According to the Calgary Real Estate Board, single-family home sales slowed dramatically at the end of 2008. In December, Calgary's metro sales fell 47 percent to 449 from 837 in the same month a year earlier.

Between November and December of last year, single-family home sales in the Stampede City dropped 33 percent to 670 from 846.

Annual single-family home sales went down 27 percent to 13,455 from 18,438 in 2007.

"Overall, I think 2008 was a reasonable year for real estate in Calgary," Calgary Real Estate Board (CREB) president Ed Jensen said in a report.

"Currently, there are still great opportunities available to the buyer, but how long that will last remains to be seen. Consumers are sitting tight at the moment, watching their dollars and the media at the same time."

Len Wong, who consistently ranks among Calgary's top-selling realtors annually, expects the market to be like a roller coaster.

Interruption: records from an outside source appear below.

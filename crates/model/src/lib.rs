pub mod policy;
pub mod range;
pub mod track;

pub use policy::{
    FixedGaps, GapPolicy, MultipleGaps, PolicyError, RandomGaps, RealisticGaps,
    SingleGap,
};
pub use range::Range;
pub use track::{TrackPoint, Trajectory};
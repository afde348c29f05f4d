//! Picks the vessel files that pass through a region of interest.

use std::{fs, path::Path};

use utility::geo::GeoBounds;

use crate::{csv_files, read_table_file, AisError, Summary};

/// Waters north of Djursland up to Skagen.
pub const DEFAULT_REGION: GeoBounds = GeoBounds {
    min_latitude: 56.5932447,
    max_latitude: 57.9407115,
    min_longitude: 9.4257695,
    max_longitude: 11.8354331,
};

/// Whether any report of the file lies strictly inside `bounds`.
pub fn passes_through(path: &Path, bounds: &GeoBounds) -> Result<bool, AisError> {
    let points = read_table_file(path)?.valid_points()?;
    Ok(points
        .iter()
        .any(|point| bounds.contains(point.latitude, point.longitude)))
}

/// Copies every CSV in `input_dir` with at least one report inside `bounds`
/// to `output_dir`, unchanged.
pub fn select_in_region(
    input_dir: &Path,
    output_dir: &Path,
    bounds: &GeoBounds,
) -> Result<Summary, AisError> {
    fs::create_dir_all(output_dir)?;
    let mut summary = Summary::default();
    for file in csv_files(input_dir)? {
        match passes_through(&file, bounds) {
            Ok(true) => {
                let Some(name) = file.file_name() else {
                    continue;
                };
                match fs::copy(&file, output_dir.join(name)) {
                    Ok(_) => summary.processed += 1,
                    Err(e) => {
                        log::error!("{}: {}", file.display(), e);
                        summary.failed += 1;
                    }
                }
            }
            Ok(false) => summary.skipped += 1,
            Err(AisError::MissingRequiredColumn(column)) => {
                log::warn!("{}: skipped, no '{}' column", file.display(), column);
                summary.skipped += 1;
            }
            Err(e) => {
                log::error!("{}: {}", file.display(), e);
                summary.failed += 1;
            }
        }
    }
    Ok(summary)
}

"Last year, with oil and migration and everything being fairly stable, we could weather the storm," says Wong. "But $40-$60 oil has caused a lot of the companies to revisit their spending. I thinking you're going to see some layoffs in the oilpatch and that could send a ripple effect, whereas in past years we never had that."

Because of a surplus of housing inventory, says Wong, the Calgary market has done a 180° turn in favour of buyers, who are increasing their demands.

"I think it's going to be a tough market out there for the seller," says Wong, whose team sold about $100 million worth of properties last year. "I would be very happy to stay relatively the same."

CREB says the average price of a Calgary single-family home in December was $417,398, a six-percent drop from $444,769 in December 2007. The average price of a Calgary condo sank 10 percent to $274,919 from $304,719.

The number of new single-family home listings descended 15 percent in December to 836 from 984 in the same month in 2007. But the 31,259 newly listed homes in 2008 remained about on par with the 31,722 in the previous year.

However, Calgary condo new listings declined eight percent to 431 from 468 in the final month of 2008 and 2007, respectively.

Wong predicts more developers will desert projects as banks insist on more presales - sales of units before they're built - because of the credit crunch.

"I definitely do not think it's an investor's market, because you've got to see upside in the marketplace for investments to work," says Wong.

Charlie Ponde, president of the Realtors Association of Edmonton, has released a forecast that predicts the average house price in the Alberta capital will hover around the 2008 figure of $350,000 by year end. Ponde expects the average price of an Edmonton condo to fall five percent to $222,500 as inventory increases.

"Buyer reluctance will continue through the first part of the year, but confidence will return in the latter part of the year and sales will pick up," said Ponde in a news release.

The outlook is even less bright in Ontario.

Brian Walker, immediate past-president of the Ontario Real Estate Association, who owns an agency in Richmond Hill, says declines last September were the most dramatic that he has seen in his 30-year career.

However, he adds, U.S. economic factors are influencing the Canadian real estate market, but Canada will fare better because interest rates and unemployment are relatively low.

"(People) need to live somewhere," says Walker. "If I was in Windsor (the heart of the struggling Canadian auto industry), I would be a little bit worried, but I don't see massive job loss in the (Greater Toronto Area)."

In Toronto, an increase in supply appears likely to reduce prices.

Canada Mortgage and Housing figures show total new-home starts jumped 26.8 percent in the country's largest market in 2008, to 42,212 from 33,293.

A record 23,930 Toronto apartment starts spelled a 130.9-percent increase over the 10,380 in 2007. Including apartments, rowhouses (5,280) and semi-detached units (2,864), new-condo supply rose a whopping 137 percent.

CREA chief economist Klump says when the economy begins to rebound in the third quarter of 2009, so too will inflation, and real estate generally does well in an inflationary environment.

"So the price declines are not expected to last."